Partire da questa duplice constatazione significa cogliere le difficoltà nelle quali ci troviamo a lottare. Da una parte, la precarietà delle condizioni di vita che resta sullo sfondo di ogni discorso e progetto politico, serve sempre più a giustificare la passività e a distruggere le iniziative che vanno nel senso dell’autonomia. Dall’altra parte, la riduzione di tutto allo stato di ingranaggi delle strutture di produzione e di scambio ci ha fatto disimparare persino l’uso della parola per riflettere insieme. Crediamo che la ragione critica e la sensibilità, benché atrofizzate come lo sono oggi, ci rendano malgrado tutto irriducibili a del bestiame, delle merci o delle macchine. È facendo leva, tra le altre, su queste facoltà, che potremo mantenere un’indipendenza critica e coltivare delle riflessioni e dei saper fare non sottomessi agli Stati, alle industrie e alle loro merci. Prendersela con la Ricerca significa mettersi a fianco di tutto coloro che cercano di riappropriarsi delle proprie vite.
Molte cose sono da fare per condurre una simile offensiva.
– Prendere coscienza che ci sono già delle linee di frattura interne alla Ricerca, che il disagio legato alla vita nei laboratori, alle concezioni che vi sono coltivate e al sentimento di partecipare all’annientamento delle persone è molto reale e non è solamente un problema di carattere, di psicologia individuale.
– Approfondire l’analisi in ogni dominio da noi conosciuto, individuare, attualizzare e mettere in comune le critiche della scienza moderna, per rompere con la specializzazione e l’isolamento vigenti nei laboratori.
– Comprendere come dei movimenti di contestazione forti negli anni Settanta, come per esempio le lotte contro la ricerca militare o il nucleare, si ritrovano oggi completamente soppressi, sommersi sotto l’avanzata tecnologica.
– Diffondere questa critica della Ricerca e del mondo industriale ovunque sia ancora possibile portare una voce discordante e mettere fine, laddove si può, all’insopportabile impunità dell’oscurantismo scientista.
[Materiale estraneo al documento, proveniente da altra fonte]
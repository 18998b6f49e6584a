use axum::{
    Router,
    routing::{get, post},
};

use reelbite_core::health::{healthz, readyz};
use reelbite_core::middleware::apply_common_layers;

use crate::handlers::{
    partner::{login_partner, logout_partner, register_partner},
    user::{login_user, logout_user, register_user},
};
use crate::state::AppState;

pub fn build_router(state: AppState, origins: &[String]) -> Router {
    let router = Router::new()
        // Health
        .route("/healthz", get(healthz))
        .route("/readyz", get(readyz))
        // Users
        .route("/api/auth/user/register", post(register_user))
        .route("/api/auth/user/login", post(login_user))
        .route("/api/auth/user/logout", get(logout_user))
        // Food partners
        .route("/api/auth/food-partner/register", post(register_partner))
        .route("/api/auth/food-partner/login", post(login_partner))
        .route("/api/auth/food-partner/logout", get(logout_partner))
        .with_state(state);

    apply_common_layers(router, origins)
}
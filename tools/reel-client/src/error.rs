/// Errors surfaced by [`crate::api::ApiClient`].
#[derive(Debug, thiserror::Error)]
pub enum ClientError {
    #[error("request failed: {0}")]
    Request(#[from] reqwest::Error),
    #[error("{kind} ({status}): {message}")]
    Api {
        status: u16,
        kind: String,
        message: String,
    },
    #[error("could not read upload: {0}")]
    Upload(#[from] std::io::Error),
}

impl ClientError {
    /// HTTP status of a service error response, if the request got that far.
    pub fn status(&self) -> Option<u16> {
        match self {
            Self::Api { status, .. } => Some(*status),
            Self::Request(e) => e.status().map(|s| s.as_u16()),
            Self::Upload(_) => None,
        }
    }

    /// Service message for an API error, e.g. `"food not found"`.
    pub fn api_message(&self) -> Option<&str> {
        match self {
            Self::Api { message, .. } if !message.is_empty() => Some(message),
            _ => None,
        }
    }
}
– Denunciare senza ambiguità tutte le procedure pseudo democratiche (forum ibridi, consultazioni di cittadini, sondaggi su internet…) che consistono nel far validare dalla maggioranza decisioni già prese e che, in questo modo, incorporano, neutralizzano e discreditano la critica.
– Essere, insomma, ovunque si diffonda la dittatura ordinaria della verità degli esperti, per ricordare di quali verità si tratti e quali usurpazioni e quale tipo di mondo essi difendano.
Facciamo appello a stabilire i legami ancora possibili tra tutte le persone che, siano esse provenienti o meno dall’ambiente scientifico, talvolta non si conoscono e intendono resistere nei fatti all’avanzata della tecnoscienza. La questione non è di riavvicinare la scienza al cittadino, ma di rompere la logica delle specializzazioni, di denunciare la menzogna della neutralità della ricerca e d’impedire alla scienza contemporanea di contribuire, giorno dopo giorno, a distruggere la politica rimpiazzandola con un affare tecnico. Se abbiamo a cuore la curiosità e il desiderio di conoscenza, pensiamo che sarebbe molto meglio applicarli nei confronti di ciò che ci sta succedendo.